Price v. Cobb

60 Ga. App. 59 | Ga. Ct. App. | 1939

Guerry, J.

A. L. Cobb brought suit in the city court of Savannah against T. M. Price, a resident of Chatham County, and C. M. Daughtry, Tom D. Daughtry, Mrs. C. J. Oliver, and Mrs. Ola Brunson, residents of Screven County and children of 0. L. Daughtry, deceased. Clarence J. Oliver and B. B. Barber of Screven County, and B. E. Clayton of Jenkins County were also named as defendants. The action was for malicious prosecution, and the petition alleged that the other named defendants employed defendant Price, a detective, presumably to ferret out the murder of their father and relative, C. L. Daughtry, but that the real purpose of the employment was to divert suspicion as to the murder from C. *60M. Daughtry and put it on some one else; and that in furtherance of such conspiracy T. M. Price induced the solicitor-general of the circuit where the murder occurred to become a co-conspirator with the other defendants, and fraudulently induced the grand jury to return a bill of indictment against the plaintiff and others therein named, without any evidence on which to base it. In the indictment the plaintiff was charged as an accessory before the fact to the murder of C. L. Daughtry. The petition alleged that such prosecution was malicious and without probable cause. We have not attempted to set out in detail the allegations of the petition, which contained 28 paragraphs and covered 14 pages. The general and special demurrers of the various defendants covered 42 pages of typewritten matter. The case came to this court on exceptions to the order overruling the demurrers. In view of the position we take, it will not be necessary to discuss in detail the allegations of the petition and the other features of the demurrers. The petition alleged that after the indictment was returned by the grand jury in November, 1937, and “when the indictment and pending case was ruled to trial by the Hon. William Harper, presiding in said court on March 7, 1938, said Neville, solicitor-general, was unable to produce evidence to convict petitioner, and then and there entered a nolle prosequi on said indictment, and the said prosecution of petitioner then and there ended after petitioner had been unlawfully, falsely, and wilfully and maliciously indicted and prosecuted by said defendants.” This is the only allegation in the petition with respect to the fact that the prosecution had terminated.

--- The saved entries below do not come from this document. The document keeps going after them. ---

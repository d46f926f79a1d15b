//! Instruction Execution.
//!
//! This module implements the single-cycle fetch/decode/execute loop. Each step:
//! 1. **Clock:** Advances the logical clock used for LRU ordering.
//! 2. **Fetch/Decode:** Reads `memory[pc % MEM_SIZE]` and decodes it once.
//! 3. **Execute:** Applies the instruction; `lw`/`sw` are first resolved through
//!    the cache hierarchy and the resulting events are reported.
//! 4. **Post-step:** Forces `$0` back to zero.

use super::{Cpu, RunState};
use crate::common::constants::LINK_REG;
use crate::common::error::SimError;
use crate::core::units::cache::{AccessEvent, AccessLog};
use crate::isa::{Instruction, decode};
use crate::soc::Memory;

impl Cpu {
    /// Executes one instruction.
    ///
    /// Cache events produced by a load or store are counted in
    /// [`Cpu::stats`] and passed to `log` before the instruction completes.
    /// Stepping a halted CPU does nothing.
    ///
    /// # Errors
    ///
    /// Returns [`SimError::Decode`] if the fetched word is not a valid
    /// instruction. The clock has advanced but no other state has changed.
    pub fn step<L: AccessLog + ?Sized>(&mut self, log: &mut L) -> Result<RunState, SimError> {
        if self.is_halted() {
            return Ok(RunState::Halted);
        }

        self.clock += 1;
        let pc = self.pc;
        let word = self.memory.read(pc as usize);
        let inst = decode(word).map_err(|source| SimError::Decode { pc, source })?;
        tracing::debug!(pc, clock = self.clock, %inst, "execute");

        self.stats.record_instruction(&inst);
        self.execute(inst, pc, log);
        self.regs.clear_zero();
        Ok(self.state)
    }

    /// Runs until the program halts.
    ///
    /// There is no step limit; a program that never executes a self-jump runs
    /// forever.
    ///
    /// # Errors
    ///
    /// Returns the first [`SimError`] raised by [`Cpu::step`].
    pub fn run<L: AccessLog + ?Sized>(&mut self, log: &mut L) -> Result<(), SimError> {
        while self.step(log)? == RunState::Running {}
        tracing::info!(
            instructions = self.stats.instructions,
            pc = self.pc,
            regs = %self.regs,
            "halted"
        );
        Ok(())
    }

    fn execute<L: AccessLog + ?Sized>(&mut self, inst: Instruction, pc: u16, log: &mut L) {
        let next = pc.wrapping_add(1);
        self.pc = match inst {
            Instruction::Alu {
                op,
                dst,
                src_a,
                src_b,
            } => {
                let val = op.apply(self.regs.read(src_a), self.regs.read(src_b));
                self.regs.write(dst, val);
                next
            }
            Instruction::Jr { src } => self.regs.read(src),
            Instruction::Addi { dst, src, imm } => {
                self.regs.write(dst, self.regs.read(src).wrapping_add(imm));
                next
            }
            Instruction::J { target } => {
                if target == pc {
                    self.state = RunState::Halted;
                    pc
                } else {
                    target
                }
            }
            Instruction::Jal { target } => {
                self.regs.write(LINK_REG, next);
                target
            }
            Instruction::Lw { dst, base, imm } => {
                let addr = self.effective_address(base, imm);
                let events = self.caches.load(addr, pc, self.clock);
                self.report(&events, log);
                self.regs.write(dst, self.memory.read(addr as usize));
                next
            }
            Instruction::Sw { src, base, imm } => {
                let addr = self.effective_address(base, imm);
                let events = self.caches.store(addr, pc, self.clock);
                self.report(&events, log);
                self.memory.write(addr as usize, self.regs.read(src));
                next
            }
            Instruction::Jeq { src_a, src_b, imm } => {
                if self.regs.read(src_a) == self.regs.read(src_b) {
                    next.wrapping_add(imm)
                } else {
                    next
                }
            }
            Instruction::Slti { dst, src, imm } => {
                self.regs.write(dst, u16::from(self.regs.read(src) < imm));
                next
            }
        };
    }

    /// `(regs[base] + imm) mod MEM_SIZE`.
    fn effective_address(&self, base: usize, imm: u16) -> u16 {
        Memory::wrap(self.regs.read(base).wrapping_add(imm) as usize) as u16
    }

    fn report<L: AccessLog + ?Sized>(&mut self, events: &[AccessEvent], log: &mut L) {
        for event in events {
            self.stats.record_event(event);
            log.record(event);
        }
    }
}
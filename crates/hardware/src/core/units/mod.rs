//! Functional units driven by the execution engine.
//!
//! The E20 has a single-cycle datapath with no pipeline, predictor, or MMU,
//! so the only modelled unit is the data cache hierarchy.

/// Cache hierarchy implementation (L1, optional L2) with LRU replacement.
pub mod cache;
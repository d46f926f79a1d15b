//! Instruction Disassembler for E20.
//!
//! Converts decoded instructions (or raw words) into E20 assembly text for
//! debug tracing, logging, and test diagnostics.
//!
//! # Usage
//!
//! ```
//! use e20_core::isa::disasm::disassemble;
//!
//! assert_eq!(disassemble(0b001_000_001_1111111), "addi $1,$0,-1");
//! assert_eq!(disassemble(0b010_0000000000101), "j 5");
//! assert_eq!(disassemble(0b000_000_000_000_0111), ".fill 7");
//! ```

use std::fmt;

use crate::isa::decode::decode;
use crate::isa::instruction::Instruction;

/// Formats a sign-extended immediate as the signed value it encodes.
#[inline]
const fn signed(imm: u16) -> i16 {
    imm as i16
}

impl fmt::Display for Instruction {
    fn fmt(&self, f: &mut fmt::Formatter<'_>) -> fmt::Result {
        match *self {
            Self::Alu {
                op,
                dst,
                src_a,
                src_b,
            } => write!(f, "{} ${dst},${src_a},${src_b}", op.mnemonic()),
            Self::Jr { src } => write!(f, "jr ${src}"),
            Self::Addi { dst, src, imm } => write!(f, "addi ${dst},${src},{}", signed(imm)),
            Self::J { target } => write!(f, "j {target}"),
            Self::Jal { target } => write!(f, "jal {target}"),
            Self::Lw { dst, base, imm } => write!(f, "lw ${dst},{}(${base})", signed(imm)),
            Self::Sw { src, base, imm } => write!(f, "sw ${src},{}(${base})", signed(imm)),
            Self::Jeq { src_a, src_b, imm } => {
                write!(f, "jeq ${src_a},${src_b},{}", signed(imm))
            }
            Self::Slti { dst, src, imm } => write!(f, "slti ${dst},${src},{}", signed(imm)),
        }
    }
}

/// Disassembles a raw word. Undecodable words are rendered as `.fill` data.
pub fn disassemble(word: u16) -> String {
    decode(word).map_or_else(|_| format!(".fill {word}"), |inst| inst.to_string())
}
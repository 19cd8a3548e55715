pub mod cut;
pub mod hierarchy;

use crate::{
    connection::{
        data::{Datum, Format},
        Connection, ConnectionListener, ConnectionPool, ConnectionSpec, Lookup, PoolError,
        Subscription,
    },
    fetcher::Fetcher,
    settings::ConnectionSettings,
};
use cut::{Cut, CutValue, PartialCut};
use hierarchy::Hierarchy;
use serde::{Deserialize, Serialize};
use std::{
    collections::HashMap,
    sync::{
        atomic::{AtomicU64, Ordering},
        Arc, Weak,
    },
};

/// Typed replacement for the `cut:add` / `cut:remove` events.
pub trait CutListener: Send + Sync {
    fn on_cut_added(&self, partial: &PartialCut);
    fn on_cut_removed(&self, _keys: &[String]) {}
}

#[derive(Debug, Clone, Copy, Default, PartialEq, Eq, Serialize, Deserialize)]
#[serde(rename_all = "lowercase")]
pub enum FieldType {
    #[default]
    String,
    Number,
    Date,
    Geo,
}

impl FieldType {
    /// Numbers and dates are their own labels.
    pub fn requires_labels(&self) -> bool {
        matches!(self, Self::String | Self::Geo)
    }
}

#[derive(Debug, Clone, PartialEq, Serialize, Deserialize)]
pub struct Field {
    pub id: String,
    #[serde(default)]
    pub label: Option<String>,
    #[serde(rename = "type", default)]
    pub kind: FieldType,
}

#[derive(Debug, Clone, Default, PartialEq, Serialize, Deserialize)]
pub struct DatasetDescription {
    pub id: String,
    #[serde(default)]
    pub fields: Vec<Field>,
    #[serde(default)]
    pub hierarchies: HashMap<String, Hierarchy>,
    /// Cut in effect before any interaction.
    #[serde(default)]
    pub cut: Cut,
}

/// Owns the canonical cut and the connection pool, and keeps every pooled
/// connection in step with the cut.
pub struct Dataset {
    description: DatasetDescription,
    pool: ConnectionPool,
    cut: parking_lot::RwLock<Cut>,
    listeners: parking_lot::Mutex<Vec<Weak<dyn CutListener>>>,
    changes: AtomicU64,
}

impl Dataset {
    pub fn new(
        description: DatasetDescription,
        fetcher: Arc<dyn Fetcher>,
        settings: &ConnectionSettings,
    ) -> Self {
        let pool = ConnectionPool::new(
            description.id.clone(),
            fetcher,
            settings.discard_stale_responses,
        );
        Self {
            cut: parking_lot::RwLock::new(description.cut.clone()),
            description,
            pool,
            listeners: Default::default(),
            changes: AtomicU64::new(0),
        }
    }

    pub fn id(&self) -> &str {
        &self.description.id
    }

    pub fn pool(&self) -> &ConnectionPool {
        &self.pool
    }

    pub fn get_field(&self, id: &str) -> Option<&Field> {
        self.description.fields.iter().find(|field| field.id == id)
    }

    pub fn subscribe(&self, listener: Weak<dyn CutListener>) {
        self.listeners.lock().push(listener);
    }

    pub fn get_connection(&self, spec: &ConnectionSpec) -> Arc<Connection> {
        let cut = self.cut.read();
        self.pool.get_connection(spec, &cut)
    }

    pub fn get_connection_with(
        &self,
        spec: &ConnectionSpec,
        listener: Weak<dyn ConnectionListener>,
    ) -> (Arc<Connection>, Subscription) {
        let cut = self.cut.read();
        self.pool.get_connection_with(spec, &cut, listener)
    }

    pub fn release_connection(&self, connection: &Arc<Connection>) -> Result<(), PoolError> {
        self.pool.release_connection(connection)
    }

    pub fn get_cut(&self) -> Cut {
        self.cut.read().clone()
    }

    pub fn get_cut_value(&self, dimension: &str) -> Option<CutValue> {
        self.cut.read().get(dimension).cloned()
    }

    pub fn is_cut(&self, dimension: &str) -> bool {
        self.cut.read().contains(dimension)
    }

    pub fn has_cut_id(&self, dimension: &str, id: &str) -> bool {
        self.cut
            .read()
            .get(dimension)
            .map_or(false, |value| value.matches_id(id))
    }

    /// Whether the observation at `index` of the dimension's pooled data is
    /// the one the dimension is cut to.
    pub fn has_cut_value(&self, dimension: &str, index: usize) -> bool {
        let Some(cut_value) = self.get_cut_value(dimension) else {
            return false;
        };
        let Some(connection) = self.pool.find_observations(dimension) else {
            return false;
        };
        match connection.get_value(Lookup::Index(index), Format::Absolute) {
            Some(Datum::Observation(observation)) => cut_value.matches_id(&observation.id),
            _ => false,
        }
    }

    pub fn add_cut(&self, partial: &PartialCut) {
        if self.apply_cut(partial) {
            self.notify(|listener| listener.on_cut_added(partial));
        }
    }

    pub fn remove_cut<S: AsRef<str>>(&self, keys: &[S]) {
        let keys: Vec<String> = keys.iter().map(|k| k.as_ref().to_string()).collect();
        if self.apply_cut(&PartialCut::removing(keys.iter().cloned())) {
            self.notify(|listener| listener.on_cut_removed(&keys));
        }
    }

    /// Merges `partial` into the cut and hands the new cut to every pooled
    /// connection. A connection is re-fetched unless the change is a single
    /// dimension that is the connection's own: cutting a dimension on
    /// itself doesn't change its value range, a re-render is enough.
    fn apply_cut(&self, partial: &PartialCut) -> bool {
        if partial.is_empty() {
            return false;
        }
        let single = partial.single_dimension();
        let (change, refetch, rerender) = {
            let mut cut = self.cut.write();
            let change = self.changes.fetch_add(1, Ordering::SeqCst) + 1;
            cut.apply(partial);
            log::info!(target: "dataset", "cut changed by {:?}, now {:?}", partial, *cut);
            let connections = self.pool.connections();
            for connection in &connections {
                connection.set_cut(cut.clone());
            }
            let refetched = |connection: &Arc<Connection>| match single {
                Some(dimension) => connection.dimension() != Some(dimension),
                None => true,
            };
            let (refetch, rerender): (Vec<_>, Vec<_>) =
                connections.into_iter().partition(refetched);
            (change, refetch, rerender)
        };
        for connection in &refetch {
            connection.fetch();
        }
        for connection in &rerender {
            connection.emit_changed(change);
        }
        log::debug!(
            target: "dataset",
            "{} connections re-fetched, {} re-rendered",
            refetch.len(),
            rerender.len()
        );
        true
    }

    /// Hierarchy of `id` with its level bounds filled in.
    pub fn get_dimension_hierarchy(&self, id: &str) -> Option<Hierarchy> {
        self.description.hierarchies.get(id).map(|hierarchy| {
            let mut hierarchy = hierarchy.clone();
            let levels = hierarchy.levels();
            hierarchy.available_levels.lower_bound = Some(levels.lower_bound);
            hierarchy.available_levels.upper_bound = Some(levels.upper_bound);
            hierarchy
        })
    }

    /// Returns whether the cut changed.
    pub fn drill_down(&self, dimension: &str, trigger_level: u32, parent_id: &str) -> bool {
        let partial = self
            .description
            .hierarchies
            .get(dimension)
            .and_then(|hierarchy| hierarchy.drill_down_cut(trigger_level, parent_id));
        match partial {
            Some(partial) => {
                log::info!(
                    target: "dataset",
                    "drill down on {} from level {} into {}",
                    dimension,
                    trigger_level,
                    parent_id
                );
                self.add_cut(&partial);
                true
            }
            None => false,
        }
    }

    /// Returns whether the cut changed.
    pub fn drill_up(&self, dimension: &str, trigger_level: u32) -> bool {
        let partial = self
            .description
            .hierarchies
            .get(dimension)
            .and_then(|hierarchy| hierarchy.drill_up_cut(trigger_level));
        match partial {
            Some(partial) => {
                log::info!(
                    target: "dataset",
                    "drill up on {} to level {}",
                    dimension,
                    trigger_level
                );
                self.add_cut(&partial);
                true
            }
            None => false,
        }
    }

    fn notify(&self, f: impl Fn(&dyn CutListener)) {
        let listeners: Vec<_> = {
            let mut listeners = self.listeners.lock();
            listeners.retain(|listener| listener.strong_count() > 0);
            listeners.iter().filter_map(Weak::upgrade).collect()
        };
        for listener in listeners {
            f(listener.as_ref());
        }
    }
}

It may be well to state that actions for malicious arrest and prosecution are not favored by the courts. The action is strictly guarded, and the circumstances under which it may be maintained are accurately stated. Hearn v. Batchelor, 47 Ga. App. 213, 215 (170 S. E. 203); Hartshorn v. Smith, 104 Ga. 235 (30 S. E. 666); Hicks v. Brantley, 102 Ga. 264 (29 S. E. 459); Cook v. Walker, 30 Ga. 519. The Code, § 105-806, provides: “The prosecution must be ended before the right of action accrues.” This provision is a sine qua non to the maintenance of the action. One of the grounds of demurrer raises this question, and contends that an allegation that an indictment has been obtained and then has had entered thereon a nolle prosequi is not alone sufficient to show that *61the prosecution has ended. The prosecution also must have ended in favor of the plaintiff. We may ask in the beginning whether the prosecution and the indictment are synonymous terms, and whether an indictment contains every essential that may be embraced in a prosecution? A prosecution may be had and successfully terminated upon the swearing out of a warrant, even though an indictment had never been returned. An indictment may be quashed or a nolle prosequi entered thereon and the prosecution continue in another indictment which may be preferred. 5 Words & Phrases, 4814, defines it thus: “A nolle prosequi is a voluntary withdrawal by the prosecuting officer of present proceedings on a particular bill. At common law it might be retracted at any time, and was not a bar to subsequent prosecutions on another indictment.” In Lamp v. Smithy 56 Ga. 589, it was said: “A nolle prosequi of a bill of indictment is a termination of the case pending on that bill, with all recognizances and other incidents of that particular prosecution. A new bill for the same offense is a new case.” The point decided in that case was whether, after a nolle prosequi had been entered, the bondsman in the first case could be held liable for the production of the defendant because another indictment had been preferred'for the same offense. It does not follow that the prosecution in that cáse was at an end. It was merely decided that the same bond would not hold the defendant where the arrest was under an indictment which had been nol-prossed.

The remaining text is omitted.